**What to work on:**
Copy out all lines from the material that contain the string "SocketAddr".

=== Section Start ===

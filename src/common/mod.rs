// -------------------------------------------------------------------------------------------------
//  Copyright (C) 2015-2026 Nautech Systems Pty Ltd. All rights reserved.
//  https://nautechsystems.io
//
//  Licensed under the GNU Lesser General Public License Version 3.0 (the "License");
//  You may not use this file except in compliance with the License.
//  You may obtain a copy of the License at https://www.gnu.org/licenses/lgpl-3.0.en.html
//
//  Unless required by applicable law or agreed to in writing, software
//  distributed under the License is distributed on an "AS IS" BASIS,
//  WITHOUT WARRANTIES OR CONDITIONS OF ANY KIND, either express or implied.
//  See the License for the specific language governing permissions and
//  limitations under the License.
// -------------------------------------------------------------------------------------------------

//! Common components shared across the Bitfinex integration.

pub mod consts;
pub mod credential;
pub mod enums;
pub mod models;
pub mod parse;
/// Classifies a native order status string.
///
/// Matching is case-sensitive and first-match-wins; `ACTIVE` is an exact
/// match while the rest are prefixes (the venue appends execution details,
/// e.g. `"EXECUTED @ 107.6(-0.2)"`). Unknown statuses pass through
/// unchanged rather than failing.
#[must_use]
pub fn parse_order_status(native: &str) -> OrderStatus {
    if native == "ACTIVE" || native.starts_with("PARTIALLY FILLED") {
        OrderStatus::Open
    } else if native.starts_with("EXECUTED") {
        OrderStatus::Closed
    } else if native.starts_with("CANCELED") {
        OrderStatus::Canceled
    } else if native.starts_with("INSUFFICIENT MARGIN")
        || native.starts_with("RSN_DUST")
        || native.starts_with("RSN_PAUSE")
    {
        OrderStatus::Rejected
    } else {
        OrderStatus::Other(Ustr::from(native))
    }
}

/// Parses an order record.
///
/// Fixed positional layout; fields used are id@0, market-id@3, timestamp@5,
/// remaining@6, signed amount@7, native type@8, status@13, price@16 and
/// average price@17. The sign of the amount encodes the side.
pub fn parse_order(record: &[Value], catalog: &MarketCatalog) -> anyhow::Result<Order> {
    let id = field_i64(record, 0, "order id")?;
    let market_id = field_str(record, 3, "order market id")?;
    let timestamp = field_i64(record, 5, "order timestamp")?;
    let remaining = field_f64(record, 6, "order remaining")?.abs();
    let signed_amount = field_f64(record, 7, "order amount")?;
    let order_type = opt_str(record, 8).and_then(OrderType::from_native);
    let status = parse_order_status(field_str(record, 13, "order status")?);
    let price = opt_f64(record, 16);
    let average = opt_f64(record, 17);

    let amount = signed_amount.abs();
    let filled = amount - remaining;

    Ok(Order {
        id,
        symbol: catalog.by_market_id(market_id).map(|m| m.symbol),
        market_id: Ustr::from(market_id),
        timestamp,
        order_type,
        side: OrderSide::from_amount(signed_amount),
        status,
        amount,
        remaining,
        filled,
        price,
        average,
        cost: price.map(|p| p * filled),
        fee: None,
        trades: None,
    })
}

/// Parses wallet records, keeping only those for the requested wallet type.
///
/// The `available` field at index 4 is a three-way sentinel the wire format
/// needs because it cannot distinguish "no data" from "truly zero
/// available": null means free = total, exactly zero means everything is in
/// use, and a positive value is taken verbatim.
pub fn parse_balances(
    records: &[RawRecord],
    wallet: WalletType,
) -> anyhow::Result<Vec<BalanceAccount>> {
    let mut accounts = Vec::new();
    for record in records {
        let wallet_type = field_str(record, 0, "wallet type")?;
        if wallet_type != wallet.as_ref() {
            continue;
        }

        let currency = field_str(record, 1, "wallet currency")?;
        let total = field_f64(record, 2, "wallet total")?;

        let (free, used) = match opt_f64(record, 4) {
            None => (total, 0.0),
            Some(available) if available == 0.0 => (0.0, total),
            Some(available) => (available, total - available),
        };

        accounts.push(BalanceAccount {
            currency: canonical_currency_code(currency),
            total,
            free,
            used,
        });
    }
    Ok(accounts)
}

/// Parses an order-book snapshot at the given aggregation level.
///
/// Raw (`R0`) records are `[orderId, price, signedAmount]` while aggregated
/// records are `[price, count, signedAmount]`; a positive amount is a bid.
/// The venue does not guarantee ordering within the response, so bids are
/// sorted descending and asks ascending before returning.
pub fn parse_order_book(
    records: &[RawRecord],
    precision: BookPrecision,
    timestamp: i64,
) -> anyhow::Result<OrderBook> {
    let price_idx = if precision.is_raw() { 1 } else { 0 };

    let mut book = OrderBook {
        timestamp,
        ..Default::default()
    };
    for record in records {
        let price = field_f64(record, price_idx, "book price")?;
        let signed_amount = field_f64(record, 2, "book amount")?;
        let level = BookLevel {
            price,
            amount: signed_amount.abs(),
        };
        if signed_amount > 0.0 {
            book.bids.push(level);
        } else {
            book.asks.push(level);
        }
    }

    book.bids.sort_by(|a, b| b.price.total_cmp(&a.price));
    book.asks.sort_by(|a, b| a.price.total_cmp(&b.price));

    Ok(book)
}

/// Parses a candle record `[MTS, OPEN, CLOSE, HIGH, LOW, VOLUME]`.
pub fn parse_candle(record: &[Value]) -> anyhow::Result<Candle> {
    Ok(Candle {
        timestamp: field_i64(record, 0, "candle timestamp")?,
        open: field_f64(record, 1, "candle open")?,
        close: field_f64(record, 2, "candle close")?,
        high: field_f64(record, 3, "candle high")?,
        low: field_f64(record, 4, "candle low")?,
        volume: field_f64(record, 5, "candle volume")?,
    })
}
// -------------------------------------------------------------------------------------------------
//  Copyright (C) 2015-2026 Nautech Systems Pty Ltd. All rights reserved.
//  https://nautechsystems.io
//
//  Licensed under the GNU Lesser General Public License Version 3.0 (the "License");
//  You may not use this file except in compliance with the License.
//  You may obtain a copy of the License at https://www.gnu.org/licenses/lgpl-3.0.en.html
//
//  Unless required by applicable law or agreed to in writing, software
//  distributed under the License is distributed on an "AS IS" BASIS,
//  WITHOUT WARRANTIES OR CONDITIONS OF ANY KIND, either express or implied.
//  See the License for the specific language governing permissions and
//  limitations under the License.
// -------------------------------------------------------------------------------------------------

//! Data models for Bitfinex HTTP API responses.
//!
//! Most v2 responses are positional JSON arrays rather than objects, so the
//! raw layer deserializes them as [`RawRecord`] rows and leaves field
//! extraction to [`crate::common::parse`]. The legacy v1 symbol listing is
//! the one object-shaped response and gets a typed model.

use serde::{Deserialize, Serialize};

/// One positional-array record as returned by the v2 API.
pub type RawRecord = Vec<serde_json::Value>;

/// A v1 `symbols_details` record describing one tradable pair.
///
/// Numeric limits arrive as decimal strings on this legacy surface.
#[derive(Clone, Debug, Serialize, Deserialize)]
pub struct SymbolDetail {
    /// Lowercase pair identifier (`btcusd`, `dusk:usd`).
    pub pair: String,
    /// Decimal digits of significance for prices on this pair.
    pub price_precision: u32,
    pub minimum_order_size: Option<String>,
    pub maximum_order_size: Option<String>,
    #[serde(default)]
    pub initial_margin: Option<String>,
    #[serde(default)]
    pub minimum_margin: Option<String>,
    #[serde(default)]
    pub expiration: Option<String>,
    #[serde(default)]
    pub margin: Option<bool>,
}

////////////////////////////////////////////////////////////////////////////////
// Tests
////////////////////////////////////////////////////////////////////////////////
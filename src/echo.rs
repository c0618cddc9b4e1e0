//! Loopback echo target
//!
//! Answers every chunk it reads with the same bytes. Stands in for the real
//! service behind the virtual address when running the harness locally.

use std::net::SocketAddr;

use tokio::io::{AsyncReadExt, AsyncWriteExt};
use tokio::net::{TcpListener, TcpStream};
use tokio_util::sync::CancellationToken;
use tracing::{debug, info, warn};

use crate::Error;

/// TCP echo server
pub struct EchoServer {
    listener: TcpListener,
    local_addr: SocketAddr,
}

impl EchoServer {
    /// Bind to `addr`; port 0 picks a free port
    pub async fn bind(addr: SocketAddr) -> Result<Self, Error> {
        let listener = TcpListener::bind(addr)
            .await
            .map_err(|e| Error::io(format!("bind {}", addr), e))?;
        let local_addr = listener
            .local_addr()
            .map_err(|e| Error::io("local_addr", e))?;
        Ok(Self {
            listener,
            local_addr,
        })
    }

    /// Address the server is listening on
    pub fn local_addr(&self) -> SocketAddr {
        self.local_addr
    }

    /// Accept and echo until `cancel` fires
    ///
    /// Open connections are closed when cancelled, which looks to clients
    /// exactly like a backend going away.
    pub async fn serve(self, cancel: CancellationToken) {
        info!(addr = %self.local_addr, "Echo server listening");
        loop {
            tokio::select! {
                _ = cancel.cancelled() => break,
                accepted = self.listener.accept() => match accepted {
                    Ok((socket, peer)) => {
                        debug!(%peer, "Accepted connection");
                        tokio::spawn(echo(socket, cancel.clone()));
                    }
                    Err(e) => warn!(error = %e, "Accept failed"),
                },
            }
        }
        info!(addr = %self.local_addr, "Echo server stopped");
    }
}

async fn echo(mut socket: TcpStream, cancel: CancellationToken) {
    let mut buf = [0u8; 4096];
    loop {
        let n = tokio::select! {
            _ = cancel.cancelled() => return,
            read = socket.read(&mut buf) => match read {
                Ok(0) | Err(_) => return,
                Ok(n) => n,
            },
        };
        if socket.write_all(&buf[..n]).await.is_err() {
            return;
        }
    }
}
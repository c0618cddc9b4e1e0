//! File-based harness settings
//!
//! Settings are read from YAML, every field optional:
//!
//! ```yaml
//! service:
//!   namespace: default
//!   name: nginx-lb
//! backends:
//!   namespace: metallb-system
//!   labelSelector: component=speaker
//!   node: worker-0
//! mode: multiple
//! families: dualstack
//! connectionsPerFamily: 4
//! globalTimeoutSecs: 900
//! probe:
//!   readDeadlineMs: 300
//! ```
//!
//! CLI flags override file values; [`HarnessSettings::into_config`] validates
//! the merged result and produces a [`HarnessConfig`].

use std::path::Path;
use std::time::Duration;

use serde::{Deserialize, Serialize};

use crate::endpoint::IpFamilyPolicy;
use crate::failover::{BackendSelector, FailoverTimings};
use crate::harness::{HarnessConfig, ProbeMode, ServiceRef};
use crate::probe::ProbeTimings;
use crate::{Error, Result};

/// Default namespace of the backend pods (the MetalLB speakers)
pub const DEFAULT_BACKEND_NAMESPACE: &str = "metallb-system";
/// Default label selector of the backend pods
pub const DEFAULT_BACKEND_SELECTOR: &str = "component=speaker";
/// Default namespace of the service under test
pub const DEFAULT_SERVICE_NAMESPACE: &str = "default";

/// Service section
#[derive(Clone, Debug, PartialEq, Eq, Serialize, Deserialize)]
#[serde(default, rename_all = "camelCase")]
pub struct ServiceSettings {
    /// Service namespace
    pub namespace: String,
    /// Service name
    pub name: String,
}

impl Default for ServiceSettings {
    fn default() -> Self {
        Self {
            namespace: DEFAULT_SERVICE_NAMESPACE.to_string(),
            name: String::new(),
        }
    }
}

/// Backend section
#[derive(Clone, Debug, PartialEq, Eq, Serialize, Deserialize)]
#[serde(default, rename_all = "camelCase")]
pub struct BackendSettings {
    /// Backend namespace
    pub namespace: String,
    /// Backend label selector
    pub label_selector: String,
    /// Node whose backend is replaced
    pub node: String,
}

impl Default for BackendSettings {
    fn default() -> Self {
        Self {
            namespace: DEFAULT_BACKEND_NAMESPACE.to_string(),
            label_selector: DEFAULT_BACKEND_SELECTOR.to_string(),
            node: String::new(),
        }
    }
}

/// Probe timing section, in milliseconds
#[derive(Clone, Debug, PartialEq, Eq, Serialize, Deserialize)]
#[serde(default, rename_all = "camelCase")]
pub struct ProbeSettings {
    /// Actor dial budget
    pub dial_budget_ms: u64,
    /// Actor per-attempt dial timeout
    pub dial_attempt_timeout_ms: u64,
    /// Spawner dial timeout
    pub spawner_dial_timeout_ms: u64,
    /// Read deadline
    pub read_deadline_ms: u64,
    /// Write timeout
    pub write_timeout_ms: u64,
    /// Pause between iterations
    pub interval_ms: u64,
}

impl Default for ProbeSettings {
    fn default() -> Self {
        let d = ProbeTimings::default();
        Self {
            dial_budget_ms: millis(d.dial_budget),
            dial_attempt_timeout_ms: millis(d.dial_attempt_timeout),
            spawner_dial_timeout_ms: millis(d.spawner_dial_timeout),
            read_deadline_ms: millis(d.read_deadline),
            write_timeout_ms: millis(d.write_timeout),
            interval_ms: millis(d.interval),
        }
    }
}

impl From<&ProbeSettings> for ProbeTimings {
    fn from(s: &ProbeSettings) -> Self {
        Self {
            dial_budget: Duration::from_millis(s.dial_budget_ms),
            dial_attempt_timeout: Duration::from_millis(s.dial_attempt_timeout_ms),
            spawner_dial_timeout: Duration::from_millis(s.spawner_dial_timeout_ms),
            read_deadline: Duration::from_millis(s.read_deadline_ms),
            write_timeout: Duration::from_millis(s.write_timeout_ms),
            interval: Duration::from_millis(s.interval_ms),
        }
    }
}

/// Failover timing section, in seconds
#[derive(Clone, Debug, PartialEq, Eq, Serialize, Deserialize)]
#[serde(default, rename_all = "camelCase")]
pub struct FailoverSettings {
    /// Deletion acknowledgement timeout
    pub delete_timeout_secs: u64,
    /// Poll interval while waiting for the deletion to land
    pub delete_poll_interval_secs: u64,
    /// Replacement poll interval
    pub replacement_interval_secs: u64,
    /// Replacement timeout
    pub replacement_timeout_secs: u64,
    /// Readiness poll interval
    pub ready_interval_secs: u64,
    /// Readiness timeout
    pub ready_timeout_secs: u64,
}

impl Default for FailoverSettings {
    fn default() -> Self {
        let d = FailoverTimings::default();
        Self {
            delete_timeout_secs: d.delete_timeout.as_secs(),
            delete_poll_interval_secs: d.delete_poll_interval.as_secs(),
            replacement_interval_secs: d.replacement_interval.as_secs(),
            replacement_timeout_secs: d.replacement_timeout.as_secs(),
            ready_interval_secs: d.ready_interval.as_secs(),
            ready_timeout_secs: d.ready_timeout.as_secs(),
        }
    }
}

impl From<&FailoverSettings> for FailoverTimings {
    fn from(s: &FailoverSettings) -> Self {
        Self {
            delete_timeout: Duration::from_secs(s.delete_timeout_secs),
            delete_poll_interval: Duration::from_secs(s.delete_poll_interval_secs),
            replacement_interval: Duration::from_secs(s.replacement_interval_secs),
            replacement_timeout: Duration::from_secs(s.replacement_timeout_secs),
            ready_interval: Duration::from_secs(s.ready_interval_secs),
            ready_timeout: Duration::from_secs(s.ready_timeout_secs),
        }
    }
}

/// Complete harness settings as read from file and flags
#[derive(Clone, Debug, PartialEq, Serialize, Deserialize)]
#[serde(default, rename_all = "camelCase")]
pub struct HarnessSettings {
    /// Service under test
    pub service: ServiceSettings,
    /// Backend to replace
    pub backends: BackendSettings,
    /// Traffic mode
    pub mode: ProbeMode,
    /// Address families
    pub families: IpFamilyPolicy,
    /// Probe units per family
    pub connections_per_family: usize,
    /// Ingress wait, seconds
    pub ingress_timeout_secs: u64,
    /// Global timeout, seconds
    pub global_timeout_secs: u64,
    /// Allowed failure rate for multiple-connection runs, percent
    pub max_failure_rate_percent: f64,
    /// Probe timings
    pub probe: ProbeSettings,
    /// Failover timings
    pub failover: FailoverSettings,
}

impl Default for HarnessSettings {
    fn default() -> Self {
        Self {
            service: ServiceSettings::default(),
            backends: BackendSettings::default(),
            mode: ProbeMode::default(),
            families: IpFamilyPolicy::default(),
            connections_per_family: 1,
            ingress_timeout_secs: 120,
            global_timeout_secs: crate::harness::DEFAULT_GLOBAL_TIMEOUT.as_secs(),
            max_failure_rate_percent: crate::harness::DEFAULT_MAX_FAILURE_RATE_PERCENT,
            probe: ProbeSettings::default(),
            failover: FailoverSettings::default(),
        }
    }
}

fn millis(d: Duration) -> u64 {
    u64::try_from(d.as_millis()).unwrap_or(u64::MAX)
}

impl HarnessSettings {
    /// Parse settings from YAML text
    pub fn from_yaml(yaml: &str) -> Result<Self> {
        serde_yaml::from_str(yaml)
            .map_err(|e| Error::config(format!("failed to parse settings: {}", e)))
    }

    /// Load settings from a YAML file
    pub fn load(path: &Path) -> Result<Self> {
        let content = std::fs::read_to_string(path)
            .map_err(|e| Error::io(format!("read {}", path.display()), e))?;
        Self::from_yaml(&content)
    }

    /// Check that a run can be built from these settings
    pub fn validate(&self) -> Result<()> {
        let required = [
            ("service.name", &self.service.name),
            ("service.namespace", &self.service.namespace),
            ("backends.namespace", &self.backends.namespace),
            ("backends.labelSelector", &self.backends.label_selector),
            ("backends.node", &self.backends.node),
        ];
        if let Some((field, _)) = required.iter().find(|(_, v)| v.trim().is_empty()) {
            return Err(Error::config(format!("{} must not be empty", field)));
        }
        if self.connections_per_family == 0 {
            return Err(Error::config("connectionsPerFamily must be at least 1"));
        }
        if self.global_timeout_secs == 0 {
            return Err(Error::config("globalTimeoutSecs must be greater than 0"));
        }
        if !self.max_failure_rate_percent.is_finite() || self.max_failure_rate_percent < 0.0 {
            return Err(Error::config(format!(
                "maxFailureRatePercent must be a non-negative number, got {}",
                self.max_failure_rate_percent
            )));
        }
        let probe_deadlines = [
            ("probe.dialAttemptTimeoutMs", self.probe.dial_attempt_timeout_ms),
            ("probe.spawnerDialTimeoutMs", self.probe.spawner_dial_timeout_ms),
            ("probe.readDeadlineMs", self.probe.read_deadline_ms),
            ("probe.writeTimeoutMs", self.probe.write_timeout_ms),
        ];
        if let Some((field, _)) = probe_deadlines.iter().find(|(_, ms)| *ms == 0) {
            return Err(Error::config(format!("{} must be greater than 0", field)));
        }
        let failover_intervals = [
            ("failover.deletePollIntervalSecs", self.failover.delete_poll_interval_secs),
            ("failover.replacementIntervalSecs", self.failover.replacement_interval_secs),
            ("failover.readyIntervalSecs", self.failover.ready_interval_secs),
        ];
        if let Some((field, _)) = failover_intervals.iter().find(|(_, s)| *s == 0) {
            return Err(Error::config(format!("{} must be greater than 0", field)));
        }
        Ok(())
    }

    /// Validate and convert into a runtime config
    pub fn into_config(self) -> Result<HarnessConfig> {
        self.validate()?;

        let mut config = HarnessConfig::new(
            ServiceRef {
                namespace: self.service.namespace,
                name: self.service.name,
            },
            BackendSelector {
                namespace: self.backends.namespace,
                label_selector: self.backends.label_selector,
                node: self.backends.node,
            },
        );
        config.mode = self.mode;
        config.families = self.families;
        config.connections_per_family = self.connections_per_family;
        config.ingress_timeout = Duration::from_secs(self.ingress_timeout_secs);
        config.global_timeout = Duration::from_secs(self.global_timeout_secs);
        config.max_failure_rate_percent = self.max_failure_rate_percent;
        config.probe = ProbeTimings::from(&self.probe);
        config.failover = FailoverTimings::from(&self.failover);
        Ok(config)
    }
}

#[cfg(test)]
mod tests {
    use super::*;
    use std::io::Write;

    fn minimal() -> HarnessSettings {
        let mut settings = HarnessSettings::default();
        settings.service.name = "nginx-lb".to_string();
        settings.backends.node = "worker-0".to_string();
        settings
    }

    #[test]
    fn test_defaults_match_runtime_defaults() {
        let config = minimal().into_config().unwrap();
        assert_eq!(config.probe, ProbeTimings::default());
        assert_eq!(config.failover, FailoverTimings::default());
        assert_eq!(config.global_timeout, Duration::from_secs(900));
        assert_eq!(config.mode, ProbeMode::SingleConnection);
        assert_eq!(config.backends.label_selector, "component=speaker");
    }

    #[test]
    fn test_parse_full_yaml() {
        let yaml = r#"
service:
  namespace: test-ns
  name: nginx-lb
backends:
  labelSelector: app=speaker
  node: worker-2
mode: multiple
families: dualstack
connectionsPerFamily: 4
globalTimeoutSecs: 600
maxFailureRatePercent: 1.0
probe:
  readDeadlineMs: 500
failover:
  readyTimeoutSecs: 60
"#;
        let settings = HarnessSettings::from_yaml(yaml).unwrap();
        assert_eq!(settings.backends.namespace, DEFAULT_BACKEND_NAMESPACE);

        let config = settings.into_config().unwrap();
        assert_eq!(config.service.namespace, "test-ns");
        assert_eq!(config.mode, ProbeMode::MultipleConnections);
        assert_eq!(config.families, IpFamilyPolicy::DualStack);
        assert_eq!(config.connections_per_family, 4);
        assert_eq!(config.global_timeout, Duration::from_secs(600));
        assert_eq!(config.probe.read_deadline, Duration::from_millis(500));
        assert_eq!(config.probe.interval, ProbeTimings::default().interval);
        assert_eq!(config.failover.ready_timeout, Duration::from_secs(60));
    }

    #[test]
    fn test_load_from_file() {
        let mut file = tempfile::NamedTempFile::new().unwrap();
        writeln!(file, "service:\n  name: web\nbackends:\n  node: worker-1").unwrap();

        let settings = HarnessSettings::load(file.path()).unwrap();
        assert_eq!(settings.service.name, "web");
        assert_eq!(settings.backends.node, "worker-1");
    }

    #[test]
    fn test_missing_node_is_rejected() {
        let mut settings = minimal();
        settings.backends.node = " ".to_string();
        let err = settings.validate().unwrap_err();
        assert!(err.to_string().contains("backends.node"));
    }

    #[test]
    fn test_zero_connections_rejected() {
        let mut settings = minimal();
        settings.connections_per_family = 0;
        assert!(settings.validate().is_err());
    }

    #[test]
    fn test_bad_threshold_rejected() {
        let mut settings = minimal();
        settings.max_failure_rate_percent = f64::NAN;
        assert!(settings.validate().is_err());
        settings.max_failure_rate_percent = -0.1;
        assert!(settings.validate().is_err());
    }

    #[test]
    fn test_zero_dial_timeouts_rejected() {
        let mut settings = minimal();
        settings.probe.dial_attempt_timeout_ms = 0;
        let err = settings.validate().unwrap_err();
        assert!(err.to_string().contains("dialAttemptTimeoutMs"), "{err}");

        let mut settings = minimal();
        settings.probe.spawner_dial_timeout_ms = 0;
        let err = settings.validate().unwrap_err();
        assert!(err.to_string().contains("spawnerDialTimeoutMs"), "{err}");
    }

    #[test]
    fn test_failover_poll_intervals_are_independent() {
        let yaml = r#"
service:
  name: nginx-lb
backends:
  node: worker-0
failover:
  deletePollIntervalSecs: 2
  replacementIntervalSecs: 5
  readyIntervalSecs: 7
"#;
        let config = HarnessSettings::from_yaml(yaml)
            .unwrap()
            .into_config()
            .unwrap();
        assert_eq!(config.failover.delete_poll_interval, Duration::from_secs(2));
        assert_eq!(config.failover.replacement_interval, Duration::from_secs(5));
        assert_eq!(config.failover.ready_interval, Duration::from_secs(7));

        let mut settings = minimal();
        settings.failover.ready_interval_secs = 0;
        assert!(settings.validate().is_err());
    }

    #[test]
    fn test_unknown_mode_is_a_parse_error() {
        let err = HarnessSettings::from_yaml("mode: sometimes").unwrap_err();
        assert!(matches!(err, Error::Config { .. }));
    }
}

=== Section End ===

**Response for this exercise:**
use std::net::SocketAddr;
    local_addr: SocketAddr,
    pub async fn bind(addr: SocketAddr) -> Result<Self, Error> {
    pub fn local_addr(&self) -> SocketAddr {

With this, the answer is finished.